Hospitals across the country are preparing for delivery of the vaccines, which are expected to arrive next week. The initial vaccine supply will be delivered to Stanford health care facilities after the U.S. Food and Drug Administration issues an emergency use authorization.

On Thursday, a group of independent experts will meet to discuss the risks and benefits of the Pfizer-BioNTech vaccine before voting on whether the FDA should approve the vaccine’s emergency use. A key Centers for Disease Control and Prevention committee will review Pfizer vaccine data and decide whether to recommend its public use over the weekend.

Stanford Medicine spokesperson Julie Greicius told The Daily that the number of vaccine doses and timeline for delivery is unknown, although the University is confident vaccinations will begin by the end of next week. 

While Stanford will reserve the first doses of the vaccine for “high-risk frontline essential workers,” the vaccines will be made available to all medical personnel by the end of January. Greicius wrote that Stanford Medicine is “designing processes for anyone to receive the vaccine” in the future.
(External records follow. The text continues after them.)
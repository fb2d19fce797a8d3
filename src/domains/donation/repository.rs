use async_trait::async_trait;
use std::collections::HashMap;
use std::sync::RwLock;

use crate::domains::donation::types::{DonorProfile, RawDonationRecord, RawScalar};
use crate::errors::{DomainError, DomainResult};
use crate::types::LedgerOwner;

/// Source of raw donation rows, backed by the hosted datastore in the app.
#[async_trait]
pub trait DonationRepository: Send + Sync {
    /// Every donation row given by (donor) or to (payee) the owner, unfiltered.
    async fn find_raw_by_owner(&self, owner: &LedgerOwner) -> DomainResult<Vec<RawDonationRecord>>;
}

/// Maps donor ids to display names. Unknown ids are simply absent from the result.
#[async_trait]
pub trait DonorDirectory: Send + Sync {
    async fn resolve_display_names(&self, donor_ids: &[String]) -> DomainResult<HashMap<String, String>>;
}

/// In-process repository used by the diagnostics binary and tests
#[derive(Debug, Default)]
pub struct InMemoryDonationRepository {
    records: RwLock<Vec<RawDonationRecord>>,
}

impl InMemoryDonationRepository {
    pub fn new(records: Vec<RawDonationRecord>) -> Self {
        Self {
            records: RwLock::new(records),
        }
    }

    pub fn insert(&self, record: RawDonationRecord) -> DomainResult<()> {
        self.records
            .write()
            .map_err(|_| DomainError::Internal("donation store lock poisoned".to_string()))?
            .push(record);
        Ok(())
    }
}

fn matches_owner(value: Option<&RawScalar>, id: &str) -> bool {
    value.is_some_and(|v| v.to_text().trim() == id)
}

#[async_trait]
impl DonationRepository for InMemoryDonationRepository {
    async fn find_raw_by_owner(&self, owner: &LedgerOwner) -> DomainResult<Vec<RawDonationRecord>> {
        let records = self
            .records
            .read()
            .map_err(|_| DomainError::Internal("donation store lock poisoned".to_string()))?;

        Ok(records
            .iter()
            .filter(|raw| match owner {
                LedgerOwner::Donor(id) => matches_owner(raw.donor_id.as_ref(), id),
                LedgerOwner::Payee(id) => matches_owner(raw.payee_id.as_ref(), id),
            })
            .cloned()
            .collect())
    }
}

/// Directory over a fixed set of donor profiles
#[derive(Debug, Default, Clone)]
pub struct InMemoryDonorDirectory {
    profiles: HashMap<String, DonorProfile>,
}

impl InMemoryDonorDirectory {
    pub fn new(profiles: Vec<DonorProfile>) -> Self {
        Self {
            profiles: profiles.into_iter().map(|p| (p.id.clone(), p)).collect(),
        }
    }
}

#[async_trait]
impl DonorDirectory for InMemoryDonorDirectory {
    async fn resolve_display_names(&self, donor_ids: &[String]) -> DomainResult<HashMap<String, String>> {
        Ok(donor_ids
            .iter()
            .filter_map(|id| {
                let name = self.profiles.get(id)?.display_name()?;
                Some((id.clone(), name))
            })
            .collect())
    }
}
COVID-19 vaccines for health care workers will be “strongly encouraged,” not mandatory, Greicius added.

Although the Moderna vaccine can be kept at refrigerator temperature for up to a month, Pfizer’s vaccine needs to be stored at far cooler temperatures, around minus 70 degrees Celsius, creating logistical challenges for the vaccine’s distribution and storage. 

Stanford Health Care, Stanford Children’s Health and Stanford Health Care — ValleyCare are equipped with both ultra-low temperature freezers to hold the Pfizer vaccine and lab grade freezers to hold the Moderna vaccine, Greicius wrote. She added that the facilities can hold more than 500,000 doses of the Pfizer vaccine and around 300,000 doses of the Moderna vaccine.

An FDA report released on Tuesday found the Pfizer coronavirus vaccine to be safe and effective. “No specific safety concerns identified that would preclude issuance of an EUA,” the analysis read. The Pfizer vaccine is administered in two doses approximately three weeks apart. While serious symptoms were rare, 10 to 15% of study participants experienced a reaction at the site of injection, fatigue and headache. 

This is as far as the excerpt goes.